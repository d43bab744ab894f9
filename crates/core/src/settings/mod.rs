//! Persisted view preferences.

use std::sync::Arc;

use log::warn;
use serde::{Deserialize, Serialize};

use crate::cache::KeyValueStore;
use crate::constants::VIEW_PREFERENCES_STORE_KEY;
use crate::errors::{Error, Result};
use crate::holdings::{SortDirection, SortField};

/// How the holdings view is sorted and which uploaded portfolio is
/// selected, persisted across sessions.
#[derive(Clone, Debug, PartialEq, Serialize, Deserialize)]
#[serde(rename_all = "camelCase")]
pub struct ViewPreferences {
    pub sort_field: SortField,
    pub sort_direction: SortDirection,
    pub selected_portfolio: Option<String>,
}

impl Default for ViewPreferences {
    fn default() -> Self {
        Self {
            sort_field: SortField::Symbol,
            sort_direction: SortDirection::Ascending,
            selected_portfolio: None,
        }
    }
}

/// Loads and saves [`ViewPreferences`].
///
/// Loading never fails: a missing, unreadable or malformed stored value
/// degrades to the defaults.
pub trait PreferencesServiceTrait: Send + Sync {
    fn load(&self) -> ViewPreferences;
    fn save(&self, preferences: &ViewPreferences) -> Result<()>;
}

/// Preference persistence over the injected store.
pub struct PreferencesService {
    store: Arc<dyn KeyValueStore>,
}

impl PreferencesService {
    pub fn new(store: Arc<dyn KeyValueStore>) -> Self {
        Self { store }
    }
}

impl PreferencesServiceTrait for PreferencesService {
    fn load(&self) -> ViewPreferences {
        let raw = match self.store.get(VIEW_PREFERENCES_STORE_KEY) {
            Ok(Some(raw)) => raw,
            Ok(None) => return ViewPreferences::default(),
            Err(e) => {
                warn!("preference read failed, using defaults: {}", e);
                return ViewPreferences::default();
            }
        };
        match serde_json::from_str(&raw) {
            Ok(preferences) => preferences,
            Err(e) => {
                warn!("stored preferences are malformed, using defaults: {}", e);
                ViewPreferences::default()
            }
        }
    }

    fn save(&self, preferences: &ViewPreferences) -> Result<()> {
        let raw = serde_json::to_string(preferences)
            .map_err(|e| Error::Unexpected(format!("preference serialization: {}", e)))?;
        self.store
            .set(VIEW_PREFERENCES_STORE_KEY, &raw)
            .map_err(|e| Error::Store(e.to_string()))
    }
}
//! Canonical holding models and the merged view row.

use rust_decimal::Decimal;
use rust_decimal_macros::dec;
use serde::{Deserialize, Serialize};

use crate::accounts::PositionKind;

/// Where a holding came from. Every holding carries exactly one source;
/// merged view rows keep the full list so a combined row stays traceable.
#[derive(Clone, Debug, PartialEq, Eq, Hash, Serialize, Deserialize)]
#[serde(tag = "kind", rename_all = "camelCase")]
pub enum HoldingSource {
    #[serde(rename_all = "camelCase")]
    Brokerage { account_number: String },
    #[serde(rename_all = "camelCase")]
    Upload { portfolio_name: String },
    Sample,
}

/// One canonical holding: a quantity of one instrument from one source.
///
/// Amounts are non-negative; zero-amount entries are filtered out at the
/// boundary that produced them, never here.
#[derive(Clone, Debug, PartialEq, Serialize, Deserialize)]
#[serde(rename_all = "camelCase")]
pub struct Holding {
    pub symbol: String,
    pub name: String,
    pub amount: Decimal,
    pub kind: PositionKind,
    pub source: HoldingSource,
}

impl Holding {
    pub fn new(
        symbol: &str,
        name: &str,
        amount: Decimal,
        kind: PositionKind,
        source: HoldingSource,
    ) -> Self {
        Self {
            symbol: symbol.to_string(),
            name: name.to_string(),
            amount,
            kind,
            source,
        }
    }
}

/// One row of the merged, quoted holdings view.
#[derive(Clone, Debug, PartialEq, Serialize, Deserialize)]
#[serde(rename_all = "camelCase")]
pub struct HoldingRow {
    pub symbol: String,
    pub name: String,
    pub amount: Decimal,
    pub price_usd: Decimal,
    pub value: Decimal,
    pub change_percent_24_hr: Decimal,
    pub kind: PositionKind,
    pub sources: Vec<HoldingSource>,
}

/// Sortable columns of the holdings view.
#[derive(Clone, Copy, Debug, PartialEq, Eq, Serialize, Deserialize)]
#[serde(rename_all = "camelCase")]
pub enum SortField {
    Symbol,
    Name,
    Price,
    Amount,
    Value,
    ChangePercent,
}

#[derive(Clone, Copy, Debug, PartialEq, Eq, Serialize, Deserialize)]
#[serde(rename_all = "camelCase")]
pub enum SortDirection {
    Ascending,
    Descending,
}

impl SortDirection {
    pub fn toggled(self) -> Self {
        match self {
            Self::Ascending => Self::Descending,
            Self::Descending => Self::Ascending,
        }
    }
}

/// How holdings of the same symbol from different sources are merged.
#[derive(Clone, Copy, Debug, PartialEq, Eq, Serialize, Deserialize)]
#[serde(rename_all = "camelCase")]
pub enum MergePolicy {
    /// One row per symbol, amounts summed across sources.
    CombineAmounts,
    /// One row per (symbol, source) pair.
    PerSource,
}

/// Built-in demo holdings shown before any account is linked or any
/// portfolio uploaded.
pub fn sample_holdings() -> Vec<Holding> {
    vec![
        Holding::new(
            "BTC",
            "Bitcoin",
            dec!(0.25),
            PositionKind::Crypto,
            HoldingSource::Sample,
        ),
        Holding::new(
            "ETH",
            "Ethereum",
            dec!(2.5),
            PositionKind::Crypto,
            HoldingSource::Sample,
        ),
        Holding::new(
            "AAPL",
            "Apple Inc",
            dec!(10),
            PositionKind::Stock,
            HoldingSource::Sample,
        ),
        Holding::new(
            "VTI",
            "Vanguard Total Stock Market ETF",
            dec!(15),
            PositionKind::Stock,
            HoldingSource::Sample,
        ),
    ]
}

TASK INSTRUCTIONS – The lines to return are those in the records above that hold the word "PreferencesServiceTrait".

RESPONSE TO THIS EXERCISE –
pub trait PreferencesServiceTrait: Send + Sync {
impl PreferencesServiceTrait for PreferencesService {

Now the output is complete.